Cela concerne, par exemple, les atteintes à la vie privée ou les dommages
causés par des problèmes de sécurité. Les nouvelles règles permettront, par
exemple, d’obtenir plus facilement réparation si une personne a subi une
discrimination au cours d’une procédure de recrutement faisant appel à une
technologie d’IA.
La
directive simplifie le processus juridique pour les victimes lorsqu’il s’agit
pour elles de prouver que la faute d’une personne a causé des dommages, en
introduisant deux éléments principaux.
Premièrement,
dans des circonstances où une faute a été établie et où un lien de causalité
avec les performances de l’IA semble raisonnablement probable, la
« présomption de causalité » répondra aux difficultés rencontrées par
les victimes lorsqu’elles doivent expliquer en détail comment un préjudice a
été causé par une faute ou une omission particulière, ce qui peut être
particulièrement difficile lorsqu’il s’agit de comprendre et de parcourir des
systèmes d’IA complexes. Deuxièmement, les victimes disposeront d’un plus grand
nombre d’outils pour demander réparation en justice, grâce à l’introduction
d’un droit d’accès aux éléments de preuve auprès des entreprises et des
fournisseurs, lorsque des systèmes d’IA à haut risque sont utilisés.
Les
nouvelles règles conduisent à un équilibre entre la protection des
consommateurs, la promotion de l’innovation et la suppression d’obstacles
supplémentaires empêchant les victimes d’obtenir réparation, tout en
établissant des garanties pour le secteur de l’IA en introduisant, par exemple,
le droit de contester une action en responsabilité fondée sur une présomption
de causalité.
Il
appartient maintenant au Parlement européen et au Conseil de donner une suite à
la proposition de la Commission. Il est prévu que, cinq ans après l’entrée en
vigueur de la directive sur la responsabilité en matière d’IA, la Commission
évalue s’il est nécessaire de créer des règles de responsabilité stricte pour
les actions en lien avec l’IA, le cas échéant.
Adapter
les règles aux nouvelles technologies
Les
règles actuelles de l’UE en matière de responsabilité du fait des produits,
fondées sur la responsabilité objective des fabricants, datent de près de 40 ans.

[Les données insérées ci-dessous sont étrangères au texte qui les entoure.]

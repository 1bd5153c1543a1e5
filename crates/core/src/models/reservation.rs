use chrono::{DateTime, Utc};
use serde::{Deserialize, Serialize};
use uuid::Uuid;

use crate::models::lesson::LessonType;

/// Attendance state of a reservation. Cancellation is a hard delete, so
/// there is no cancelled state here.
#[derive(Debug, Clone, Copy, PartialEq, Eq, Serialize, Deserialize)]
#[serde(rename_all = "lowercase")]
pub enum ReservationStatus {
    Confirmed,
    Attended,
}

impl ReservationStatus {
    pub fn as_str(&self) -> &'static str {
        match self {
            ReservationStatus::Confirmed => "confirmed",
            ReservationStatus::Attended => "attended",
        }
    }

    pub fn parse(s: &str) -> Option<Self> {
        match s {
            "confirmed" => Some(ReservationStatus::Confirmed),
            "attended" => Some(ReservationStatus::Attended),
            _ => None,
        }
    }
}

#[derive(Debug, Clone, Deserialize)]
pub struct BookLessonRequest {
    pub lesson_id: Uuid,
    pub member_id: Uuid,
}

#[derive(Debug, Clone, Serialize, Deserialize)]
pub struct ReservationResponse {
    pub id: Uuid,
    pub lesson_id: Uuid,
    pub member_id: Uuid,
    pub status: ReservationStatus,
    pub created_at: DateTime<Utc>,
}

#[derive(Debug, Clone, Serialize, Deserialize)]
pub struct CancelReservationResponse {
    pub id: Uuid,
    pub cancelled: bool,
}

/// One entry of a member's reservation list, joined with its lesson.
#[derive(Debug, Clone, Serialize, Deserialize)]
pub struct MemberReservationResponse {
    pub reservation_id: Uuid,
    pub status: ReservationStatus,
    pub lesson_id: Uuid,
    pub title: String,
    pub instructor_name: String,
    pub difficulty: String,
    pub lesson_type: LessonType,
    pub start_time: DateTime<Utc>,
    pub end_time: DateTime<Utc>,
}

#[derive(Debug, Clone, Deserialize)]
pub struct ScanRequest {
    /// Decoded 2D-barcode payload: the member identifier.
    pub credential: String,
}

#[derive(Debug, Clone, Serialize, Deserialize)]
pub struct ScanResponse {
    pub reservation_id: Uuid,
    pub member_name: String,
    pub lesson_title: String,
    pub lesson_start: DateTime<Utc>,
}

#[derive(Debug, Clone, Serialize, Deserialize)]
pub struct RevertCheckInResponse {
    pub reservation_id: Uuid,
    pub status: ReservationStatus,
}
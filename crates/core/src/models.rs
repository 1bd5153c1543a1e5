pub mod lesson;
pub mod member;
pub mod reservation;
pub mod sync;
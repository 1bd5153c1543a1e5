use lessonsync_core::classify::{classify_lesson, TRAINING_MARKER};
use lessonsync_core::models::lesson::LessonType;
use lessonsync_core::title::{normalize_title, parse_title};
use pretty_assertions::assert_eq;

#[test]
fn test_all_day_event_is_personal() {
    assert_eq!(
        classify_lesson(true, "[Tetsu]パーソナル", "パーソナル"),
        LessonType::Personal
    );
}

#[test]
fn test_all_day_wins_over_training_marker() {
    let raw = format!("[Tetsu]{TRAINING_MARKER}説明会");
    assert_eq!(classify_lesson(true, &raw, "説明会"), LessonType::Personal);
}

#[test]
fn test_marker_in_resolved_title_is_training() {
    assert_eq!(
        classify_lesson(false, "[★2][Tetsu]RYT200養成講座", "RYT200養成講座"),
        LessonType::Training
    );
}

#[test]
fn test_marker_inside_bracket_token_is_training() {
    // Marker sits in a bracket token, so it is absent from the parsed title
    // but present in the raw summary.
    let raw = "[養成講座][Tetsu]解剖学";
    let parsed = parse_title(&normalize_title(raw));
    assert_eq!(parsed.title, "解剖学");
    assert_eq!(classify_lesson(false, raw, &parsed.title), LessonType::Training);
}

#[test]
fn test_timed_event_without_marker_is_normal() {
    assert_eq!(
        classify_lesson(false, "[★1][Aki]朝ヨガ", "朝ヨガ"),
        LessonType::Normal
    );
}
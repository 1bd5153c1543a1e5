use chrono::{DateTime, Utc};
use lessonsync_core::errors::StudioResult;
use sqlx::{Pool, Postgres};
use uuid::Uuid;

use crate::models::{DbLesson, LessonUpsert, LessonWithCount};
use crate::repositories::sql_err;

const LESSON_COLUMNS: &str = "id, external_event_id, title, instructor_name, difficulty, \
                              capacity, lesson_type, start_time, end_time, description, created_at";

/// Writes a lesson keyed by its external event id. Running the same upsert
/// twice leaves the row unchanged (convergent, last write wins).
pub async fn upsert_lesson(pool: &Pool<Postgres>, up: &LessonUpsert) -> StudioResult<DbLesson> {
    tracing::debug!(
        "Upserting lesson: event_id={}, title={}, type={}",
        up.external_event_id,
        up.title,
        up.lesson_type.as_str()
    );

    let lesson = sqlx::query_as::<_, DbLesson>(&format!(
        r#"
        INSERT INTO lessons (id, external_event_id, title, instructor_name, difficulty,
                             capacity, lesson_type, start_time, end_time, description, created_at)
        VALUES ($1, $2, $3, $4, $5, $6, $7, $8, $9, $10, $11)
        ON CONFLICT (external_event_id) DO UPDATE SET
            title = EXCLUDED.title,
            instructor_name = EXCLUDED.instructor_name,
            difficulty = EXCLUDED.difficulty,
            capacity = EXCLUDED.capacity,
            lesson_type = EXCLUDED.lesson_type,
            start_time = EXCLUDED.start_time,
            end_time = EXCLUDED.end_time,
            description = EXCLUDED.description
        RETURNING {LESSON_COLUMNS}
        "#
    ))
    .bind(Uuid::new_v4())
    .bind(&up.external_event_id)
    .bind(&up.title)
    .bind(&up.instructor_name)
    .bind(&up.difficulty)
    .bind(up.capacity)
    .bind(up.lesson_type.as_str())
    .bind(up.start_time)
    .bind(up.end_time)
    .bind(&up.description)
    .bind(Utc::now())
    .fetch_one(pool)
    .await
    .map_err(sql_err)?;

    Ok(lesson)
}

/// Deletes the lesson sourced from the given calendar event. Returns whether
/// a row existed; deleting an absent row is not an error.
pub async fn delete_lesson_by_event_id(
    pool: &Pool<Postgres>,
    external_event_id: &str,
) -> StudioResult<bool> {
    let result = sqlx::query(
        r#"
        DELETE FROM lessons
        WHERE external_event_id = $1
        "#,
    )
    .bind(external_event_id)
    .execute(pool)
    .await
    .map_err(sql_err)?;

    Ok(result.rows_affected() > 0)
}

pub async fn get_lesson_by_id(pool: &Pool<Postgres>, id: Uuid) -> StudioResult<Option<DbLesson>> {
    let lesson = sqlx::query_as::<_, DbLesson>(&format!(
        r#"
        SELECT {LESSON_COLUMNS}
        FROM lessons
        WHERE id = $1
        "#
    ))
    .bind(id)
    .fetch_optional(pool)
    .await
    .map_err(sql_err)?;

    Ok(lesson)
}

pub async fn get_lesson_by_event_id(
    pool: &Pool<Postgres>,
    external_event_id: &str,
) -> StudioResult<Option<DbLesson>> {
    let lesson = sqlx::query_as::<_, DbLesson>(&format!(
        r#"
        SELECT {LESSON_COLUMNS}
        FROM lessons
        WHERE external_event_id = $1
        "#
    ))
    .bind(external_event_id)
    .fetch_optional(pool)
    .await
    .map_err(sql_err)?;

    Ok(lesson)
}

/// Lessons starting inside `[from, to)` with their reservation counts,
/// ordered by start time.
pub async fn list_lessons_in_window(
    pool: &Pool<Postgres>,
    from: DateTime<Utc>,
    to: DateTime<Utc>,
) -> StudioResult<Vec<LessonWithCount>> {
    let lessons = sqlx::query_as::<_, LessonWithCount>(
        r#"
        SELECT l.id, l.external_event_id, l.title, l.instructor_name, l.difficulty,
               l.capacity, l.lesson_type, l.start_time, l.end_time, l.description,
               COUNT(r.id) AS reserved_count
        FROM lessons l
        LEFT JOIN reservations r ON r.lesson_id = l.id
        WHERE l.start_time >= $1 AND l.start_time < $2
        GROUP BY l.id
        ORDER BY l.start_time ASC
        "#,
    )
    .bind(from)
    .bind(to)
    .fetch_all(pool)
    .await
    .map_err(sql_err)?;

    Ok(lessons)
}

Une mise à jour est importante face à la transformation écologique et
numérique, notamment en vue de l’adaptation aux nouvelles technologies, telles
que l’intelligence artificielle. Il s’agit de procurer davantage de sécurité
juridique aux entreprises et de veiller à ce que les consommateurs soient bien
protégés en cas de problème.
Dans
son livre blanc sur l’IA, publié le 19 février 2020, la Commission s’est
engagée à promouvoir le recours à l’IA et à tenir compte des risques associés à
certaines de ses utilisations, en favorisant l’excellence et la confiance. Dans
le rapport sur la responsabilité en matière d’IA accompagnant le livre blanc,
la Commission a recensé les défis spécifiques que pose l’IA quant aux règles
existantes.
En
avril 2021, la Commission a adopté sa proposition de règlement sur l’IA, qui
énonce des règles horizontales dans le domaine de l’intelligence artificielle,
en mettant l’accent sur la prévention des dommages. Le règlement sur l’IA est
une initiative phare visant à garantir la sécurité et la fiabilité des systèmes
d’IA à haut risque développés et utilisés dans l’UE. Il sauvegarde la sécurité
et les droits fondamentaux des personnes et des entreprises, tout en renforçant
l’adoption de l’IA, les investissements et l’innovation. Ce train de mesures
complète le règlement sur l’IA en facilitant les actions civiles en
responsabilité dans le cas de dommages causés par une faute, créant ainsi un
nouvel étalon de confiance dans la réparation.